Sometimes, partnerships, coalitions and marriages seem so desirable, so pressing, so vital that people sacrifice deeply held convictions to make them work.  Members of political parties are often asked to overlook immoral platforms and planks or unethical practices to maintain their membership. Employees often put up with offensive corporate objectives, obnoxious bosses or nearly intolerable conditions in order to keep their jobs.  The spate of sexual abuse allegations in recent times involved victims who kept quiet either through bribery or threats. The number of high profile individuals whose careers came crashing down underscored the disastrous consequences of toxic relationships.   

But, the more intimate the arrangement, the more critical is the need for oneness.  Marriages can only survive when both husband and wife share the same views about life in general.  The Apostle Paul warned, “Do not be unequally yoked together with unbelievers. For what fellowship has righteousness with lawlessness? And what communion has light with darkness?” 2 Corinthians 6:14. “Unequally yoked” goes back to Old Testament times when animals were used to plow fields.  “You shall not plow with an ox and a donkey together.” Deuteronomy 22:10. The two animals have different instincts and demeanors.  They will not work in tandem with each other. 

In humans, the same principle applies.  Love-struck romantics, however, often cast all care to the wind when they profess their love and commitment to each other.  Unfortunately, their naiveté tanks all too quickly when they really learn what each other is made of. Pre-marital counseling questions should probe the relationship.  “Are you in debt? Are you in trouble with the law? Are you on parole? Have you been convicted of a felony or misdemeanor? Have you ever been committed to a psychiatric facility?

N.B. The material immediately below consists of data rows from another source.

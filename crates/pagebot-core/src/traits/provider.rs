// SPDX-FileCopyrightText: 2026 Pagebot Contributors
// SPDX-License-Identifier: MIT OR Apache-2.0

//! Provider adapter trait for generative text services (OpenAI, Anthropic, Gemini).

use async_trait::async_trait;

use crate::error::PagebotError;
use crate::traits::adapter::PluginAdapter;
use crate::types::{ProviderRequest, ProviderResponse};

/// Adapter for a generative text provider.
///
/// The credential travels with each request so that callers can rotate
/// keys per call.
#[async_trait]
pub trait ProviderAdapter: PluginAdapter {
    /// Sends a completion request and returns the generated text.
    async fn complete(&self, request: ProviderRequest) -> Result<ProviderResponse, PagebotError>;
}
// SPDX-FileCopyrightText: 2026 Pagebot Contributors
// SPDX-License-Identifier: MIT OR Apache-2.0

//! Channel adapter trait for outbound delivery (Messenger, webchat).

use async_trait::async_trait;

use crate::error::PagebotError;
use crate::traits::adapter::PluginAdapter;
use crate::types::{Channel, MessageId, OutboundMessage};

/// Adapter delivering engine output to one transport.
///
/// The engine only reports the result of `send` in its logs; a failed
/// delivery never stops a flow from advancing.
#[async_trait]
pub trait ChannelAdapter: PluginAdapter {
    /// The transport this adapter delivers to.
    fn channel(&self) -> Channel;

    /// Delivers a payload to a recipient.
    async fn send(&self, msg: OutboundMessage) -> Result<MessageId, PagebotError>;
}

Do you have serious health issues? Has your prospective spouse seen your health records? Have you been honest in talking about previous relationships? Have you used illegal drugs? Do you have any dependents that you have not mentioned? How secure is your job?” Questions like these are difficult to ask. People who want a relationship desperately enough will avoid asking them for fear that they will get the wrong answer. 

Even more importantly, questions about spiritual beliefs, child-rearing and basic life goals need to be asked and answered before marriage is even considered.  Certainly, there are instances where these differences have been brooked, but, in almost every case, it has meant that feelings have been suppressed for the sake of the relationship.  This situation amounts to a fundamental change in each person‘s character and worldview. They may forever rue the day that they put their heads in the proverbial sand and chose to be willfully ignorant. Pay now or pay later.  

Saying no to a prospective relationship may sting now, but saying yes may be catastrophic. Do what’s right.  There are things worse than loneliness.